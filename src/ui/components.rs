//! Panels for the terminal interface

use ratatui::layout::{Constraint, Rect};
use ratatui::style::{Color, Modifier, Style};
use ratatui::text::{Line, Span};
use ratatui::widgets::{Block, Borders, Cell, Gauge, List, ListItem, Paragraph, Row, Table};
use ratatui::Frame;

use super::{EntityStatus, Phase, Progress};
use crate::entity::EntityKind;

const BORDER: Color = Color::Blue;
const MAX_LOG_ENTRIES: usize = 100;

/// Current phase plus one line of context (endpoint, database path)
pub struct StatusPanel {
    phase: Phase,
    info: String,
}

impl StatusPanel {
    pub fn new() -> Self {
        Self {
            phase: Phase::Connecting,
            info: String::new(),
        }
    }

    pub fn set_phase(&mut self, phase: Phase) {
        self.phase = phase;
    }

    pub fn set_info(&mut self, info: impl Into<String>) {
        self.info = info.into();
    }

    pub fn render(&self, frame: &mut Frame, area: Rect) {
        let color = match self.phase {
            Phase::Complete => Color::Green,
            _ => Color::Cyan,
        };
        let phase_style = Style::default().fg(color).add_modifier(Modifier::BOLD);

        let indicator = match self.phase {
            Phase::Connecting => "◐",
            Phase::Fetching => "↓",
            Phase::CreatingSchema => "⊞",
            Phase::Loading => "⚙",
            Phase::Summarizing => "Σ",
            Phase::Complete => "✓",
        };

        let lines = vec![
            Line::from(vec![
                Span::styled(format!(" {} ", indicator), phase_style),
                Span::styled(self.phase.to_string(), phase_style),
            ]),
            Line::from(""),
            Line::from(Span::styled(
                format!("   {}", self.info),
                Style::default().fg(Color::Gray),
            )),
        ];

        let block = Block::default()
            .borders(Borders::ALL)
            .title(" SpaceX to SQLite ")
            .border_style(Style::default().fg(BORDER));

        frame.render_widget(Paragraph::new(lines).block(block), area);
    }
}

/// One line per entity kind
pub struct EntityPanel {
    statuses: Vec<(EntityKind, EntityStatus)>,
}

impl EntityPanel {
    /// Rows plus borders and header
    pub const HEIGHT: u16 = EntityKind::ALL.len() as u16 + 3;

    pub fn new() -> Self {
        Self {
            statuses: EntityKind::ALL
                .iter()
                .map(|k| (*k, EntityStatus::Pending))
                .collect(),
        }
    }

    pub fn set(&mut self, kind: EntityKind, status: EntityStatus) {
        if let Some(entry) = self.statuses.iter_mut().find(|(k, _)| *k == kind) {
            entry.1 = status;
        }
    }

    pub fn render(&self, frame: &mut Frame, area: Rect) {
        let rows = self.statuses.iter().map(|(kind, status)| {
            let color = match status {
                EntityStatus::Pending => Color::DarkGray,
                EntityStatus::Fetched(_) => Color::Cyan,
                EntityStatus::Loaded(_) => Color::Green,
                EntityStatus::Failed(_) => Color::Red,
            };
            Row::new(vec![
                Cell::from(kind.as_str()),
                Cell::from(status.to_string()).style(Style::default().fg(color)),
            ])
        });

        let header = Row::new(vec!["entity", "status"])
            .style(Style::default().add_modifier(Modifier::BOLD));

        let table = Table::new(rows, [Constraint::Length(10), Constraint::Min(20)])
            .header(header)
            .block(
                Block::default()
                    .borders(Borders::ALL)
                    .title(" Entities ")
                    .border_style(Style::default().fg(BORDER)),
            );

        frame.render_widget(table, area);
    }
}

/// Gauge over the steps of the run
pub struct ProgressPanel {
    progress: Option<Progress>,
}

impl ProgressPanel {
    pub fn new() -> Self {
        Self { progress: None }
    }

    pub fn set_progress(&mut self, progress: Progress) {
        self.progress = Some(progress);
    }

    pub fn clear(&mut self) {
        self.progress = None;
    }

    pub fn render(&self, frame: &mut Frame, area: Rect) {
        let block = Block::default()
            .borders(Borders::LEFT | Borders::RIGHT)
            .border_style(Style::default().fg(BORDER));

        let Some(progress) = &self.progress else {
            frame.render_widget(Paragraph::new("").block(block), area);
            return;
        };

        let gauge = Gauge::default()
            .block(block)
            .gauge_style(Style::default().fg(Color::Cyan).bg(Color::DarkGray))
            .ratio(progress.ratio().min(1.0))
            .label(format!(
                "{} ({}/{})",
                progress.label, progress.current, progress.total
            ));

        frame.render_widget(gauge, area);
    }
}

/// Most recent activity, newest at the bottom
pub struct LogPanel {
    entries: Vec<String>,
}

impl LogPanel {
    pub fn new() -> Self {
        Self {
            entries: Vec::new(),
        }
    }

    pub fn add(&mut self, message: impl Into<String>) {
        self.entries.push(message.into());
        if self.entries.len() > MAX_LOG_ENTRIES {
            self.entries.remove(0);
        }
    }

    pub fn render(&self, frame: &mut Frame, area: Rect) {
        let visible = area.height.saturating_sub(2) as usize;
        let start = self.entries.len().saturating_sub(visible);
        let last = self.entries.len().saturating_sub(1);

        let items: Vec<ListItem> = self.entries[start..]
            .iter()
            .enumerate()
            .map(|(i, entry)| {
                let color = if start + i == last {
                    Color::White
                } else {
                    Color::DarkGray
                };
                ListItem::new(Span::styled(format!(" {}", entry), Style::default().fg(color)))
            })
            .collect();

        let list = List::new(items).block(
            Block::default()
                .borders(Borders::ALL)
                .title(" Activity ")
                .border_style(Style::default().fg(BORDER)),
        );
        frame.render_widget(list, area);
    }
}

══════

Once more, write out all of the entries above exactly.

EXERCISE RESPONSE:
filename src/ui/components.rs
//! Panels for the terminal interface

use ratatui::layout::{Constraint, Rect};
use ratatui::style::{Color, Modifier, Style};
use ratatui::text::{Line, Span};
use ratatui::widgets::{Block, Borders, Cell, Gauge, List, ListItem, Paragraph, Row, Table};
use ratatui::Frame;

use super::{EntityStatus, Phase, Progress};
use crate::entity::EntityKind;

const BORDER: Color = Color::Blue;
const MAX_LOG_ENTRIES: usize = 100;

/// Current phase plus one line of context (endpoint, database path)
pub struct StatusPanel {
    phase: Phase,
    info: String,
}

impl StatusPanel {
    pub fn new() -> Self {
        Self {
            phase: Phase::Connecting,
            info: String::new(),
        }
    }

    pub fn set_phase(&mut self, phase: Phase) {
        self.phase = phase;
    }

    pub fn set_info(&mut self, info: impl Into<String>) {
        self.info = info.into();
    }

    pub fn render(&self, frame: &mut Frame, area: Rect) {
        let color = match self.phase {
            Phase::Complete => Color::Green,
            _ => Color::Cyan,
        };
        let phase_style = Style::default().fg(color).add_modifier(Modifier::BOLD);

        let indicator = match self.phase {
            Phase::Connecting => "◐",
            Phase::Fetching => "↓",
            Phase::CreatingSchema => "⊞",
            Phase::Loading => "⚙",
            Phase::Summarizing => "Σ",
            Phase::Complete => "✓",
        };

        let lines = vec![
            Line::from(vec![
                Span::styled(format!(" {} ", indicator), phase_style),
                Span::styled(self.phase.to_string(), phase_style),
            ]),
            Line::from(""),
            Line::from(Span::styled(
                format!("   {}", self.info),
                Style::default().fg(Color::Gray),
            )),
        ];

        let block = Block::default()
            .borders(Borders::ALL)
            .title(" SpaceX to SQLite ")
            .border_style(Style::default().fg(BORDER));

        frame.render_widget(Paragraph::new(lines).block(block), area);
    }
}

/// One line per entity kind
pub struct EntityPanel {
    statuses: Vec<(EntityKind, EntityStatus)>,
}

impl EntityPanel {
    /// Rows plus borders and header
    pub const HEIGHT: u16 = EntityKind::ALL.len() as u16 + 3;

    pub fn new() -> Self {
        Self {
            statuses: EntityKind::ALL
                .iter()
                .map(|k| (*k, EntityStatus::Pending))
                .collect(),
        }
    }

    pub fn set(&mut self, kind: EntityKind, status: EntityStatus) {
        if let Some(entry) = self.statuses.iter_mut().find(|(k, _)| *k == kind) {
            entry.1 = status;
        }
    }

    pub fn render(&self, frame: &mut Frame, area: Rect) {
        let rows = self.statuses.iter().map(|(kind, status)| {
            let color = match status {
                EntityStatus::Pending => Color::DarkGray,
                EntityStatus::Fetched(_) => Color::Cyan,
                EntityStatus::Loaded(_) => Color::Green,
                EntityStatus::Failed(_) => Color::Red,
            };
            Row::new(vec![
                Cell::from(kind.as_str()),
                Cell::from(status.to_string()).style(Style::default().fg(color)),
            ])
        });

        let header = Row::new(vec!["entity", "status"])
            .style(Style::default().add_modifier(Modifier::BOLD));

        let table = Table::new(rows, [Constraint::Length(10), Constraint::Min(20)])
            .header(header)
            .block(
                Block::default()
                    .borders(Borders::ALL)
                    .title(" Entities ")
                    .border_style(Style::default().fg(BORDER)),
            );

        frame.render_widget(table, area);
    }
}

/// Gauge over the steps of the run
pub struct ProgressPanel {
    progress: Option<Progress>,
}

impl ProgressPanel {
    pub fn new() -> Self {
        Self { progress: None }
    }

    pub fn set_progress(&mut self, progress: Progress) {
        self.progress = Some(progress);
    }

    pub fn clear(&mut self) {
        self.progress = None;
    }

    pub fn render(&self, frame: &mut Frame, area: Rect) {
        let block = Block::default()
            .borders(Borders::LEFT | Borders::RIGHT)
            .border_style(Style::default().fg(BORDER));

        let Some(progress) = &self.progress else {
            frame.render_widget(Paragraph::new("").block(block), area);
            return;
        };

        let gauge = Gauge::default()
            .block(block)
            .gauge_style(Style::default().fg(Color::Cyan).bg(Color::DarkGray))
            .ratio(progress.ratio().min(1.0))
            .label(format!(
                "{} ({}/{})",
                progress.label, progress.current, progress.total
            ));

        frame.render_widget(gauge, area);
    }
}

/// Most recent activity, newest at the bottom
pub struct LogPanel {
    entries: Vec<String>,
}

impl LogPanel {
    pub fn new() -> Self {
        Self {
            entries: Vec::new(),
        }
    }

    pub fn add(&mut self, message: impl Into<String>) {
        self.entries.push(message.into());
        if self.entries.len() > MAX_LOG_ENTRIES {
            self.entries.remove(0);
        }
    }

    pub fn render(&self, frame: &mut Frame, area: Rect) {
        let visible = area.height.saturating_sub(2) as usize;
        let start = self.entries.len().saturating_sub(visible);
        let last = self.entries.len().saturating_sub(1);

        let items: Vec<ListItem> = self.entries[start..]
            .iter()
            .enumerate()
            .map(|(i, entry)| {
                let color = if start + i == last {
                    Color::White
                } else {
                    Color::DarkGray
                };
                ListItem::new(Span::styled(format!(" {}", entry), Style::default().fg(color)))
            })
            .collect();

        let list = List::new(items).block(
            Block::default()
                .borders(Borders::ALL)
                .title(" Activity ")
                .border_style(Style::default().fg(BORDER)),
        );
        frame.render_widget(list, area);
    }
}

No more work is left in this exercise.